> Exercise goal: Lines in the entries below where the word "waited" shows up should each be copied.

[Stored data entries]
_ _ _ _
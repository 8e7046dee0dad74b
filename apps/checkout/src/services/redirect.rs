//! # Delayed Handoff Redirect
//!
//! After an order is placed the confirmation view opens the WhatsApp link on
//! its own after a short delay. The redirect lives exactly as long as the
//! [`HandoffRedirect`] handle: dropping the handle (tearing down the view)
//! cancels it.
//!
//! ```text
//!  schedule(delay, link) ──► tokio task: sleep(delay) ──► open(link)   (once)
//!          │
//!          └── HandoffRedirect ── drop / cancel ──► task aborted, never opens
//! ```

use std::time::Duration;

use tokio::task::JoinHandle;
use tracing::{debug, info};

/// Handle to a pending redirect.
#[derive(Debug)]
pub struct HandoffRedirect {
    handle: Option<JoinHandle<()>>,
}

impl HandoffRedirect {
    /// Schedules `open` to be called with `link` after `delay`.
    ///
    /// Must be called from within a tokio runtime.
    pub fn schedule<F>(delay: Duration, link: String, open: F) -> Self
    where
        F: FnOnce(String) + Send + 'static,
    {
        debug!(delay_ms = delay.as_millis() as u64, "Scheduling handoff redirect");

        let handle = tokio::spawn(async move {
            tokio::time::sleep(delay).await;
            info!("Opening handoff link");
            open(link);
        });

        HandoffRedirect {
            handle: Some(handle),
        }
    }

    /// Cancels the redirect if it has not fired yet.
    pub fn cancel(mut self) {
        self.abort();
    }

    /// Whether the redirect has fired or been cancelled.
    pub fn is_finished(&self) -> bool {
        self.handle.as_ref().map_or(true, JoinHandle::is_finished)
    }

    /// Waits for the redirect. Returns `true` if it fired.
    ///
    /// The handle stays inside `self` while waiting, so dropping this future
    /// before the redirect fires cancels it like dropping the handle does.
    pub async fn join(mut self) -> bool {
        match self.handle.as_mut() {
            Some(handle) => handle.await.is_ok(),
            None => false,
        }
    }

    fn abort(&mut self) {
        if let Some(handle) = self.handle.take() {
            if !handle.is_finished() {
                debug!("Handoff redirect cancelled");
            }
            handle.abort();
        }
    }
}

impl Drop for HandoffRedirect {
    fn drop(&mut self) {
        self.abort();
    }
}

#[cfg(test)]
mod tests {
    use super::*;
    use std::sync::atomic::{AtomicUsize, Ordering};
    use std::sync::{Arc, Mutex};

    fn counting_opener() -> (Arc<AtomicUsize>, Arc<Mutex<Vec<String>>>, impl FnOnce(String) + Send + 'static) {
        let count = Arc::new(AtomicUsize::new(0));
        let opened = Arc::new(Mutex::new(Vec::new()));
        let (c, o) = (Arc::clone(&count), Arc::clone(&opened));
        let open = move |link: String| {
            c.fetch_add(1, Ordering::SeqCst);
            o.lock().unwrap().push(link);
        };
        (count, opened, open)
    }

    #[tokio::test(start_paused = true)]
    async fn test_fires_once_after_delay() {
        let (count, opened, open) = counting_opener();
        let redirect = HandoffRedirect::schedule(
            Duration::from_secs(5),
            "https://wa.me/917995059659?text=hi".to_string(),
            open,
        );

        tokio::time::sleep(Duration::from_secs(4)).await;
        assert_eq!(count.load(Ordering::SeqCst), 0);

        assert!(redirect.join().await);
        assert_eq!(count.load(Ordering::SeqCst), 1);
        assert_eq!(
            opened.lock().unwrap().as_slice(),
            ["https://wa.me/917995059659?text=hi".to_string()]
        );
    }

    #[tokio::test(start_paused = true)]
    async fn test_drop_cancels() {
        let (count, _, open) = counting_opener();
        let redirect = HandoffRedirect::schedule(Duration::from_secs(5), "link".to_string(), open);

        tokio::time::sleep(Duration::from_secs(1)).await;
        drop(redirect);
        tokio::time::sleep(Duration::from_secs(10)).await;

        assert_eq!(count.load(Ordering::SeqCst), 0);
    }

    #[tokio::test(start_paused = true)]
    async fn test_dropping_join_cancels() {
        let (count, _, open) = counting_opener();
        let redirect = HandoffRedirect::schedule(Duration::from_secs(5), "link".to_string(), open);

        let waited = tokio::time::timeout(Duration::from_secs(1), redirect.join()).await;
        assert!(waited.is_err());

        tokio::time::sleep(Duration::from_secs(10)).await;
        assert_eq!(count.load(Ordering::SeqCst), 0);
    }

    #[tokio::test(start_paused = true)]
    async fn test_cancel_after_fire_is_noop() {
        let (count, _, open) = counting_opener();
        let redirect = HandoffRedirect::schedule(Duration::ZERO, "link".to_string(), open);

        tokio::time::sleep(Duration::from_millis(10)).await;
        assert!(redirect.is_finished());
        redirect.cancel();

        assert_eq!(count.load(Ordering::SeqCst), 1);
    }
}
_ _ _ _
> Exercise output:
        let waited = tokio::time::timeout(Duration::from_secs(1), redirect.join()).await;
        assert!(waited.is_err());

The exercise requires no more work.